--- GIVEN RECORDS Enclosed Below ---

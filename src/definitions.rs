use crate::error::StoreError;
use crate::source::collapse_whitespace;
use crate::storage::{FileStore, KeyValueStore, MemoryStore};
use serde::{Deserialize, Serialize};
use std::path::PathBuf;
use std::sync::Arc;
use std::time::{SystemTime, UNIX_EPOCH};
use tracing::{debug, warn};

/// Storage key holding the serialized definition list.
pub const STORAGE_KEY: &str = "study_guide_definitions";

/// A user-authored meaning for a phrase.
#[derive(Debug, Clone, PartialEq, Eq, Serialize, Deserialize)]
#[serde(rename_all = "camelCase")]
pub struct Definition {
    pub phrase: String,
    pub definition: String,
    pub key: String,
    pub created_at: u64,
    #[serde(default, skip_serializing_if = "Option::is_none")]
    pub updated_at: Option<u64>,
}

#[derive(Debug, Clone, Copy, PartialEq, Eq)]
pub enum SaveOutcome {
    Created,
    Updated,
}

/// Lookup key for a phrase: trimmed, whitespace collapsed, lowercased.
pub fn normalize_phrase(phrase: &str) -> String {
    collapse_whitespace(phrase).to_lowercase()
}

/// In-memory definition list; at most one entry per normalized key.
#[derive(Debug, Clone, Default, PartialEq, Eq)]
pub struct DefinitionBook {
    entries: Vec<Definition>,
}

impl DefinitionBook {
    pub fn new() -> Self {
        Self::default()
    }

    /// Creates or updates the entry for `phrase`. An existing entry keeps its
    /// key and creation time but takes the new display phrase and text.
    pub fn save(&mut self, phrase: &str, definition: &str, now: u64) -> SaveOutcome {
        let key = normalize_phrase(phrase);
        if let Some(existing) = self.entries.iter_mut().find(|entry| entry.key == key) {
            existing.phrase = phrase.to_string();
            existing.definition = definition.to_string();
            existing.updated_at = Some(now);
            return SaveOutcome::Updated;
        }
        self.entries.push(Definition {
            phrase: phrase.to_string(),
            definition: definition.to_string(),
            key,
            created_at: now,
            updated_at: None,
        });
        SaveOutcome::Created
    }

    pub fn remove(&mut self, key: &str) -> bool {
        let before = self.entries.len();
        self.entries.retain(|entry| entry.key != key);
        self.entries.len() != before
    }

    pub fn get(&self, key: &str) -> Option<&Definition> {
        self.entries.iter().find(|entry| entry.key == key)
    }

    /// Looks a phrase up by its normalized key.
    pub fn find(&self, phrase: &str) -> Option<&Definition> {
        self.get(&normalize_phrase(phrase))
    }

    pub fn iter(&self) -> impl Iterator<Item = &Definition> {
        self.entries.iter()
    }

    pub fn as_slice(&self) -> &[Definition] {
        &self.entries
    }

    pub fn len(&self) -> usize {
        self.entries.len()
    }

    pub fn is_empty(&self) -> bool {
        self.entries.is_empty()
    }

    /// Entries ordered by phrase, ignoring case first.
    pub fn sorted(&self) -> Vec<&Definition> {
        let mut sorted: Vec<_> = self.entries.iter().collect();
        sorted.sort_by(|a, b| {
            a.phrase
                .to_lowercase()
                .cmp(&b.phrase.to_lowercase())
                .then_with(|| a.phrase.cmp(&b.phrase))
        });
        sorted
    }

    /// Parses a stored blob. Anything that is not a JSON array yields an
    /// empty book; entries without a phrase or definition are skipped.
    pub fn from_blob(raw: &str) -> Self {
        let items = match serde_json::from_str::<serde_json::Value>(raw) {
            Ok(serde_json::Value::Array(items)) => items,
            Ok(_) => {
                warn!("stored definitions are not a list; ignoring");
                return Self::default();
            }
            Err(err) => {
                warn!(error = %err, "stored definitions are malformed; ignoring");
                return Self::default();
            }
        };
        let now = now_millis();
        let entries = items
            .into_iter()
            .filter_map(|item| serde_json::from_value::<StoredDefinition>(item).ok())
            .filter_map(|stored| stored.into_definition(now))
            .collect();
        Self { entries }
    }
}

impl From<Vec<Definition>> for DefinitionBook {
    fn from(entries: Vec<Definition>) -> Self {
        Self { entries }
    }
}

// Lenient mirror of `Definition` used only when reading stored data.
#[derive(Deserialize)]
#[serde(rename_all = "camelCase")]
struct StoredDefinition {
    phrase: Option<String>,
    definition: Option<String>,
    key: Option<String>,
    created_at: Option<u64>,
    updated_at: Option<u64>,
}

impl StoredDefinition {
    fn into_definition(self, now: u64) -> Option<Definition> {
        let phrase = self.phrase.filter(|p| !p.is_empty())?;
        let definition = self.definition.filter(|d| !d.is_empty())?;
        let key = self
            .key
            .filter(|k| !k.is_empty())
            .unwrap_or_else(|| normalize_phrase(&phrase));
        Some(Definition {
            phrase,
            definition,
            key,
            created_at: self.created_at.unwrap_or(now),
            updated_at: self.updated_at,
        })
    }
}

/// Persists the whole definition list as one blob under [`STORAGE_KEY`].
#[derive(Clone)]
pub struct DefinitionStore {
    backend: Arc<dyn KeyValueStore>,
}

impl DefinitionStore {
    pub fn persistent(dir: impl Into<PathBuf>) -> Self {
        Self::with_backend(Arc::new(FileStore::new(dir)))
    }

    pub fn ephemeral() -> Self {
        Self::with_backend(Arc::new(MemoryStore::new()))
    }

    pub fn with_backend(backend: Arc<dyn KeyValueStore>) -> Self {
        Self { backend }
    }

    /// Reads the stored list. Never fails; unreadable data means no definitions.
    pub fn load(&self) -> DefinitionBook {
        match self.backend.get(STORAGE_KEY) {
            Ok(Some(raw)) => DefinitionBook::from_blob(&raw),
            Ok(None) => DefinitionBook::default(),
            Err(err) => {
                warn!(error = %err, "failed to read stored definitions");
                DefinitionBook::default()
            }
        }
    }

    /// Replaces the stored list with `definitions`.
    pub fn persist(&self, definitions: &[Definition]) -> Result<(), StoreError> {
        let blob = serde_json::to_string(definitions)?;
        self.backend.set(STORAGE_KEY, &blob)?;
        debug!(count = definitions.len(), "definitions persisted");
        Ok(())
    }
}

pub fn now_millis() -> u64 {
    SystemTime::now()
        .duration_since(UNIX_EPOCH)
        .unwrap_or_default()
        .as_millis() as u64
}
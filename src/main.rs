#[cfg(feature = "cli")]
mod cli;

#[cfg(feature = "cli")]
fn main() {
    if let Err(err) = cli::run() {
        eprintln!("error: {err}");
        std::process::exit(1);
    }
}

#[cfg(not(feature = "cli"))]
fn main() {
    eprintln!("studyguide was built without the `cli` feature; rebuild with `--features cli`.");
}
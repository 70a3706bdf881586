use crate::fetch::{FetchRequest, Fetcher};
use crate::source::{Manifest, RawSource, Source};
use std::sync::Arc;
use tokio::task::JoinSet;
use tracing::{info, warn};

pub const DEFAULT_MANIFEST_PATH: &str = "data/index.json";

/// What the manifest fetch produced.
#[derive(Debug, Clone, Copy, PartialEq, Eq)]
pub enum ManifestStatus {
    /// The manifest listed this many files.
    Listed(usize),
    /// The manifest was readable but listed nothing.
    Empty,
    /// The manifest could not be fetched or parsed.
    Unavailable,
}

#[derive(Debug, Clone, PartialEq, Eq)]
pub struct LoadOutcome {
    pub sources: Vec<Source>,
    pub manifest: ManifestStatus,
}

impl LoadOutcome {
    pub fn empty(manifest: ManifestStatus) -> Self {
        Self {
            sources: Vec::new(),
            manifest,
        }
    }

    /// Number of listed files that failed to load.
    pub fn failed(&self) -> usize {
        match self.manifest {
            ManifestStatus::Listed(listed) => listed.saturating_sub(self.sources.len()),
            _ => 0,
        }
    }
}

/// Fetches the manifest and every source document it lists.
pub struct SourceLoader<F> {
    fetcher: Arc<F>,
    manifest_path: String,
}

impl<F> Clone for SourceLoader<F> {
    fn clone(&self) -> Self {
        Self {
            fetcher: Arc::clone(&self.fetcher),
            manifest_path: self.manifest_path.clone(),
        }
    }
}

impl<F: Fetcher> SourceLoader<F> {
    pub fn new(fetcher: F, manifest_path: impl Into<String>) -> Self {
        Self::from_shared(Arc::new(fetcher), manifest_path)
    }

    pub fn from_shared(fetcher: Arc<F>, manifest_path: impl Into<String>) -> Self {
        Self {
            fetcher,
            manifest_path: manifest_path.into(),
        }
    }

    pub fn fetcher(&self) -> &Arc<F> {
        &self.fetcher
    }

    pub fn manifest_path(&self) -> &str {
        &self.manifest_path
    }

    /// Loads every source in the manifest. Never fails: an unreadable
    /// manifest yields an empty outcome and a failing file is left out.
    pub async fn load(&self, force_reload: bool) -> LoadOutcome {
        let Some(manifest) = self.fetch_manifest(force_reload).await else {
            return LoadOutcome::empty(ManifestStatus::Unavailable);
        };
        if manifest.files.is_empty() {
            info!(manifest = %self.manifest_path, "manifest lists no sources");
            return LoadOutcome::empty(ManifestStatus::Empty);
        }

        let listed = manifest.files.len();
        let mut tasks = JoinSet::new();
        for (position, file) in manifest.files.into_iter().enumerate() {
            let fetcher = Arc::clone(&self.fetcher);
            tasks.spawn(async move {
                let loaded = load_source_file(fetcher.as_ref(), &file, force_reload).await;
                (position, file, loaded)
            });
        }

        let mut loaded = Vec::with_capacity(listed);
        while let Some(joined) = tasks.join_next().await {
            match joined {
                Ok((position, _, Some(source))) => loaded.push((position, source)),
                Ok((_, file, None)) => warn!(file = %file, "source excluded from load"),
                Err(err) => warn!(error = %err, "source fetch task aborted"),
            }
        }
        loaded.sort_by_key(|(position, _)| *position);
        let sources: Vec<Source> = loaded.into_iter().map(|(_, source)| source).collect();
        info!(
            listed,
            loaded = sources.len(),
            force_reload,
            "sources loaded"
        );
        LoadOutcome {
            sources,
            manifest: ManifestStatus::Listed(listed),
        }
    }

    async fn fetch_manifest(&self, force_reload: bool) -> Option<Manifest> {
        let request = FetchRequest::get(self.manifest_path.clone()).busted(force_reload);
        let bytes = match self.fetcher.fetch(request).await {
            Ok(bytes) => bytes,
            Err(err) => {
                warn!(manifest = %self.manifest_path, error = %err, "manifest unavailable");
                return None;
            }
        };
        match serde_json::from_slice::<Manifest>(&bytes) {
            Ok(manifest) => Some(manifest),
            Err(err) => {
                warn!(manifest = %self.manifest_path, error = %err, "manifest malformed");
                None
            }
        }
    }
}

async fn load_source_file<F: Fetcher>(
    fetcher: &F,
    file: &str,
    force_reload: bool,
) -> Option<Source> {
    let request = FetchRequest::get(file).busted(force_reload);
    let bytes = match fetcher.fetch(request).await {
        Ok(bytes) => bytes,
        Err(err) => {
            warn!(file, error = %err, "source fetch failed");
            return None;
        }
    };
    match serde_json::from_slice::<RawSource>(&bytes) {
        Ok(raw) => Some(raw.into_source(file)),
        Err(err) => {
            warn!(file, error = %err, "source document malformed");
            None
        }
    }
}
impl AppState {
    pub fn new() -> Self {
        Self::default()
    }

    pub fn sources(&self) -> &[Source] {
        &self.sources
    }

    pub fn index(&self) -> &ParagraphIndex {
        &self.index
    }

    pub fn active_source_id(&self) -> Option<&str> {
        self.active_source.as_deref()
    }

    /// The active source with its position in the loaded list.
    pub fn active_source(&self) -> Option<(usize, &Source)> {
        let id = self.active_source.as_deref()?;
        self.sources
            .iter()
            .enumerate()
            .find(|(_, source)| source.id == id)
    }

    pub fn search(&self) -> Option<&ActiveSearch> {
        self.search.as_ref()
    }

    pub fn search_term(&self) -> &str {
        self.search.as_ref().map(|s| s.term.as_str()).unwrap_or("")
    }

    pub fn definitions(&self) -> &DefinitionBook {
        &self.definitions
    }

    pub fn selection(&self) -> Option<&SelectionDraft> {
        self.selection.as_ref()
    }

    pub fn status(&self) -> &str {
        &self.status
    }

    pub fn apply(&mut self, event: Event) -> Vec<Effect> {
        debug!(?event, "applying event");
        match event {
            Event::LoadStarted => {
                self.status = STATUS_LOADING.to_string();
                Vec::new()
            }
            Event::SourcesLoaded(outcome) => {
                self.replace_sources(outcome);
                Vec::new()
            }
            Event::DefinitionsLoaded(book) => {
                self.definitions = book;
                self.refresh_status();
                Vec::new()
            }
            Event::SelectSource(id) => {
                if self.sources.iter().any(|source| source.id == id) {
                    self.active_source = Some(id);
                }
                Vec::new()
            }
            Event::Search(query) => {
                self.run_search(&query);
                Vec::new()
            }
            Event::ClearSearch => {
                self.search = None;
                Vec::new()
            }
            Event::OpenResult(position) => self.open_result(position),
            Event::JumpTo(dom_id) => match self.index.get(&dom_id) {
                Some(record) => {
                    self.active_source = Some(record.source_id.clone());
                    vec![Effect::Spotlight(dom_id)]
                }
                None => Vec::new(),
            },
            Event::BeginSelection(text) => {
                self.begin_selection(&text);
                Vec::new()
            }
            Event::CancelSelection => {
                self.selection = None;
                Vec::new()
            }
            Event::SaveDefinition(text) => self.save_definition(&text),
            Event::EditDefinition(key) => {
                if let Some(existing) = self.definitions.get(&key) {
                    self.selection = Some(SelectionDraft {
                        phrase: existing.phrase.clone(),
                        draft: existing.definition.clone(),
                        error: None,
                    });
                }
                Vec::new()
            }
            Event::RemoveDefinition(key) => {
                if !self.definitions.remove(&key) {
                    return Vec::new();
                }
                self.refresh_status();
                vec![self.persist_effect()]
            }
            Event::FindDefinition(key) => {
                if let Some(phrase) = self.definitions.get(&key).map(|d| d.phrase.clone()) {
                    self.run_search(&phrase);
                }
                Vec::new()
            }
        }
    }

    fn replace_sources(&mut self, outcome: LoadOutcome) {
        let LoadOutcome { sources, manifest } = outcome;
        self.sources = sources;
        self.index = ParagraphIndex::build(&self.sources);
        let still_present = self
            .active_source
            .as_deref()
            .is_some_and(|id| self.sources.iter().any(|source| source.id == id));
        if !still_present {
            self.active_source = self.sources.first().map(|source| source.id.clone());
        }
        if let Some(term) = self.search.as_ref().map(|s| s.term.clone()) {
            self.run_search(&term);
        }
        match manifest {
            ManifestStatus::Empty | ManifestStatus::Unavailable => {
                self.status = STATUS_NO_SOURCES.to_string();
            }
            ManifestStatus::Listed(_) => self.refresh_status(),
        }
    }

    fn run_search(&mut self, query: &str) {
        let term = query.trim();
        if term.is_empty() {
            self.search = None;
            return;
        }
        let outcome = search::search(&self.index, term);
        self.search = Some(ActiveSearch {
            term: term.to_string(),
            outcome,
        });
    }

    fn open_result(&mut self, position: usize) -> Vec<Effect> {
        let Some(hit) = self
            .search
            .as_ref()
            .and_then(|s| s.outcome.displayed().get(position))
        else {
            return Vec::new();
        };
        let source_id = hit.source_id.clone();
        let dom_id = hit.dom_id.clone();
        self.active_source = Some(source_id);
        vec![Effect::Spotlight(dom_id)]
    }

    fn begin_selection(&mut self, text: &str) {
        let phrase = collapse_whitespace(text);
        let length = phrase.chars().count();
        if !(MIN_SELECTION_CHARS..=MAX_SELECTION_CHARS).contains(&length) {
            self.selection = None;
            return;
        }
        let draft = self
            .definitions
            .find(&phrase)
            .map(|existing| existing.definition.clone())
            .unwrap_or_default();
        self.selection = Some(SelectionDraft {
            phrase,
            draft,
            error: None,
        });
    }

    fn save_definition(&mut self, text: &str) -> Vec<Effect> {
        let Some(selection) = self.selection.as_mut() else {
            return Vec::new();
        };
        let definition = text.trim();
        if definition.is_empty() {
            selection.draft = text.to_string();
            selection.error = Some(EMPTY_DEFINITION_ERROR.to_string());
            return Vec::new();
        }
        let phrase = selection.phrase.clone();
        let outcome = self.definitions.save(&phrase, definition, now_millis());
        debug!(?outcome, phrase = %phrase, "definition saved");
        self.selection = None;
        self.refresh_status();
        self.run_search(&phrase);
        vec![self.persist_effect()]
    }

    fn persist_effect(&self) -> Effect {
        Effect::PersistDefinitions(self.definitions.as_slice().to_vec())
    }

    fn refresh_status(&mut self) {
        let sources = self.sources.len();
        let definitions = self.definitions.len();
        self.status = format!(
            "{sources} {} loaded. {definitions} {} saved locally.",
            plural(sources, "source", "sources"),
            plural(definitions, "definition", "definitions"),
        );
    }
}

--- End of Enclosed GIVEN RECORDS ---

→ YOUR GOAL
Every line in the data above that contains "ignoring" needs to be copied.

→ OUTPUT
    /// Entries ordered by phrase, ignoring case first.
                warn!("stored definitions are not a list; ignoring");
                warn!(error = %err, "stored definitions are malformed; ignoring");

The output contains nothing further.